Data excerpts
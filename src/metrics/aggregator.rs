//! System-wide KPI aggregator feeding the metrics JSON snapshot.
//!
//! Tracks running totals (events, confirmed anomalies), the event-time
//! rolling average ERI, the set of discharge points still inside their
//! alert cooldown, the highest active risk band, and pipeline uptime.
//!
//! "Currently" is event time, not wall time: a replayed stream reports the
//! same KPIs as a live one.

use std::collections::{HashMap, VecDeque};
use std::time::Instant;

use chrono::{Duration, NaiveDateTime};

use crate::config::defaults::AVG_ERI_WINDOW_MINUTES;
use crate::config::Settings;
use crate::types::{parse_event_time, AlertRecord, EriReading, MetricsSnapshot, RiskBand};

pub struct MetricsAggregator {
    started: Instant,
    events_processed: u64,
    anomalies_detected: u64,
    last_event_timestamp: Option<String>,
    last_event_ts: Option<NaiveDateTime>,
    /// (event time, eri) samples, pruned to the rolling KPI window.
    eri_samples: VecDeque<(NaiveDateTime, f64)>,
    /// Last emitted alert per discharge point.
    alerts: HashMap<String, (NaiveDateTime, RiskBand)>,
    cooldown_seconds: i64,
    time_format: String,
}

impl MetricsAggregator {
    pub fn new(settings: &Settings) -> Self {
        Self {
            started: Instant::now(),
            events_processed: 0,
            anomalies_detected: 0,
            last_event_timestamp: None,
            last_event_ts: None,
            eri_samples: VecDeque::new(),
            alerts: HashMap::new(),
            cooldown_seconds: settings.alert_cooldown_seconds,
            time_format: settings.input_time_format.clone(),
        }
    }

    /// Count one input event and advance the event clock.
    pub fn record_event(&mut self, timestamp: &str) {
        self.events_processed += 1;
        if let Some(ts) = parse_event_time(timestamp, &self.time_format) {
            if self.last_event_ts.map_or(true, |last| ts >= last) {
                self.last_event_ts = Some(ts);
                self.last_event_timestamp = Some(timestamp.to_string());
            }
        }
        self.prune_eri_window();
    }

    pub fn record_anomaly(&mut self) {
        self.anomalies_detected += 1;
    }

    pub fn record_eri(&mut self, row: &EriReading) {
        if let Some(ts) = parse_event_time(&row.timestamp, &self.time_format) {
            self.eri_samples.push_back((ts, row.eri));
        }
        self.prune_eri_window();
    }

    pub fn record_alert(&mut self, alert: &AlertRecord) {
        if let Some(ts) = parse_event_time(&alert.timestamp, &self.time_format) {
            self.alerts
                .insert(alert.discharge_point_id.clone(), (ts, alert.risk_band));
        }
    }

    /// Produce the KPI snapshot for the atomic metrics file.
    pub fn snapshot(&self) -> MetricsSnapshot {
        let active = self.active_alerts();
        let highest = active
            .iter()
            .map(|(_, band)| *band)
            .max_by_key(|band| band.rank());

        MetricsSnapshot {
            events_processed_total: self.events_processed,
            anomalies_detected_total: self.anomalies_detected,
            active_alerts_count: active.len() as u64,
            avg_eri_last_5min: self.avg_eri(),
            highest_risk_band: highest.map_or_else(|| "NONE".to_string(), |b| b.to_string()),
            pipeline_uptime_seconds: self.started.elapsed().as_secs_f64(),
            last_event_timestamp: self.last_event_timestamp.clone(),
        }
    }

    /// Discharge points whose last alert is within the cooldown window of
    /// the event clock.
    fn active_alerts(&self) -> Vec<(&String, RiskBand)> {
        let (Some(now), true) = (self.last_event_ts, self.cooldown_seconds > 0) else {
            return Vec::new();
        };
        self.alerts
            .iter()
            .filter(|(_, (ts, _))| (now - *ts).num_seconds() < self.cooldown_seconds)
            .map(|(point, (_, band))| (point, *band))
            .collect()
    }

    fn avg_eri(&self) -> f64 {
        if self.eri_samples.is_empty() {
            return 0.0;
        }
        #[allow(clippy::cast_precision_loss)]
        let n = self.eri_samples.len() as f64;
        self.eri_samples.iter().map(|(_, eri)| eri).sum::<f64>() / n
    }

    fn prune_eri_window(&mut self) {
        let Some(now) = self.last_event_ts else {
            return;
        };
        let cutoff = now - Duration::minutes(AVG_ERI_WINDOW_MINUTES);
        while let Some((ts, _)) = self.eri_samples.front() {
            if *ts < cutoff {
                self.eri_samples.pop_front();
            } else {
                break;
            }
        }
    }
}
//! Generic record processing loop shared by the CETP and factory paths.
//!
//! Drives a [`RecordSource`] into a [`StreamStage`] under a cancellation
//! token. Per-key event order is preserved trivially: one loop owns one
//! stage chain and processes rows strictly sequentially. On EOF or
//! cancellation the stage is flushed so partial windows and open sync
//! buckets drain.

use tokio_util::sync::CancellationToken;
use tracing::{info, warn};

use crate::ingest::{RecordSource, SourceEvent};

/// A stage chain that consumes one row type end-to-end.
pub trait StreamStage<R>: Send {
    /// Process one row through every owned stage.
    fn process(&mut self, row: R);

    /// Drain open state (windows, sync buckets) and flush sinks. Invoked
    /// once, when the source closes or cancellation lands.
    fn flush(&mut self);
}

/// Rows between progress log lines.
const PROGRESS_EVERY: u64 = 500;

/// Run a source to completion through a stage chain.
///
/// Returns the number of rows processed.
pub async fn run<R, S, H>(source: &mut S, stage: &mut H, cancel: &CancellationToken) -> u64
where
    R: Send,
    S: RecordSource<R>,
    H: StreamStage<R>,
{
    let name = source.source_name().to_string();
    info!("processing records from {name}...");
    let mut rows_processed = 0u64;

    loop {
        let event = tokio::select! {
            () = cancel.cancelled() => {
                info!("[{name}] shutdown signal received — draining");
                break;
            }
            result = source.next_record() => {
                match result {
                    Ok(ev) => ev,
                    Err(e) => {
                        warn!("[{name}] source error: {e}");
                        break;
                    }
                }
            }
        };

        let row = match event {
            SourceEvent::Record(row) => row,
            SourceEvent::Eof => {
                info!("[{name}] source reached end ({rows_processed} rows processed)");
                break;
            }
        };

        rows_processed += 1;
        stage.process(row);

        if rows_processed % PROGRESS_EVERY == 0 {
            info!("[{name}] progress: {rows_processed} rows");
        }
    }

    stage.flush();
    rows_processed
}
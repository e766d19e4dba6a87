//! Anti-Cheat Integration Test
//!
//! Builds factory CSV fixtures exhibiting the three tamper signatures —
//! frozen COD (factory C), bucket dilution (factory B), sensor blackout
//! (factory D) — loads them through the real ingest path, and asserts each
//! detector fires on its culprit and stays silent on the honest factory.

use std::io::Write;
use std::path::Path;

use riverguard::anticheat::AntiCheat;
use riverguard::config::Settings;
use riverguard::ingest;
use riverguard::types::TamperType;

fn write_file(dir: &Path, name: &str, content: &str) {
    let mut f = std::fs::File::create(dir.join(name)).unwrap();
    f.write_all(content.as_bytes()).unwrap();
}

fn csv_header() -> &'static str {
    "s_no,time,factory_id,cod,bod,ph,tss\n"
}

/// Honest factory: noisy but plausible discharge.
fn honest_factory_csv() -> String {
    let mut csv = csv_header().to_string();
    for i in 0..30 {
        csv.push_str(&format!(
            "{},2026-02-01 12:{:02},FACTORY_A,{},70,7.2,110\n",
            i + 1,
            i,
            200.0 + f64::from(i % 7) * 3.0,
        ));
    }
    csv
}

/// Factory C: COD frozen at exactly 115.00 — digital copy-paste.
fn frozen_factory_csv() -> String {
    let mut csv = csv_header().to_string();
    for i in 0..10 {
        csv.push_str(&format!(
            "{},2026-02-01 12:{:02},FACTORY_C,115.00,55,7.0,95\n",
            i + 1,
            i,
        ));
    }
    csv
}

/// Factory B: an hour at full strength, then COD collapses 90% while TSS
/// holds — bucket dilution.
fn diluting_factory_csv() -> String {
    let mut csv = csv_header().to_string();
    let mut s_no = 1;
    for i in 0..10 {
        csv.push_str(&format!(
            "{s_no},2026-02-01 12:{:02},FACTORY_B,500,150,6.9,300\n",
            i * 6,
        ));
        s_no += 1;
    }
    for i in 0..10 {
        csv.push_str(&format!(
            "{s_no},2026-02-01 13:{:02},FACTORY_B,50,20,7.3,290\n",
            i * 6,
        ));
        s_no += 1;
    }
    csv
}

/// Factory D: 4 of 5 rows are NA — strategic blackout before a dump.
fn blackout_factory_csv() -> String {
    let mut csv = csv_header().to_string();
    for i in 0..5 {
        let cod = if i == 4 { "130" } else { "NA" };
        csv.push_str(&format!(
            "{},2026-02-01 12:{:02},FACTORY_D,{cod},NA,NA,NA\n",
            i + 1,
            i,
        ));
    }
    csv
}

fn detector_settings() -> Settings {
    Settings {
        zero_variance_minutes: 5,
        blackout_min_minutes: 5,
        cod_drop_fraction: 0.8,
        tss_stable_fraction: 0.2,
        ..Settings::default()
    }
}

#[test]
fn detectors_flag_their_culprits_and_spare_the_honest() {
    let dir = tempfile::tempdir().unwrap();
    write_file(dir.path(), "factory_a.csv", &honest_factory_csv());
    write_file(dir.path(), "factory_b.csv", &diluting_factory_csv());
    write_file(dir.path(), "factory_c.csv", &frozen_factory_csv());
    write_file(dir.path(), "factory_d.csv", &blackout_factory_csv());

    let rows = ingest::load_factory_rows(dir.path()).unwrap();
    let records = AntiCheat::new(&detector_settings()).run_all(&rows);

    // Zero-variance fires on factory C only — one record per frozen window.
    let zv: Vec<_> = records
        .iter()
        .filter(|r| r.tamper_type == TamperType::ZeroVariance)
        .collect();
    assert!(!zv.is_empty());
    assert!(zv.iter().all(|r| r.factory_id == "FACTORY_C"));

    // Dilution fires on factory B only.
    let fp: Vec<_> = records
        .iter()
        .filter(|r| r.tamper_type == TamperType::DilutionTamper)
        .collect();
    assert_eq!(fp.len(), 1);
    assert_eq!(fp[0].factory_id, "FACTORY_B");

    // Blackout fires on factory D only.
    let bo: Vec<_> = records
        .iter()
        .filter(|r| r.tamper_type == TamperType::BlackoutTamper)
        .collect();
    assert_eq!(bo.len(), 1);
    assert_eq!(bo[0].factory_id, "FACTORY_D");

    // The honest factory is never named.
    assert!(records.iter().all(|r| r.factory_id != "FACTORY_A"));

    // Combined output is ordered by window end.
    for pair in records.windows(2) {
        assert!(pair[0].window_end <= pair[1].window_end);
    }
}

#[test]
fn clean_fleet_produces_no_records() {
    let dir = tempfile::tempdir().unwrap();
    write_file(dir.path(), "factory_a.csv", &honest_factory_csv());

    let rows = ingest::load_factory_rows(dir.path()).unwrap();
    let records = AntiCheat::new(&detector_settings()).run_all(&rows);
    assert!(records.is_empty(), "unexpected detections: {records:?}");
}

What you should do →
Please, from the entries above, set down exactly the lines from the one containing "progress log lines." through the one containing "pub async fn", and only those.

Expected answer →
/// Rows between progress log lines.
const PROGRESS_EVERY: u64 = 500;

/// Run a source to completion through a stage chain.
///
/// Returns the number of rows processed.
pub async fn run<R, S, H>(source: &mut S, stage: &mut H, cancel: &CancellationToken) -> u64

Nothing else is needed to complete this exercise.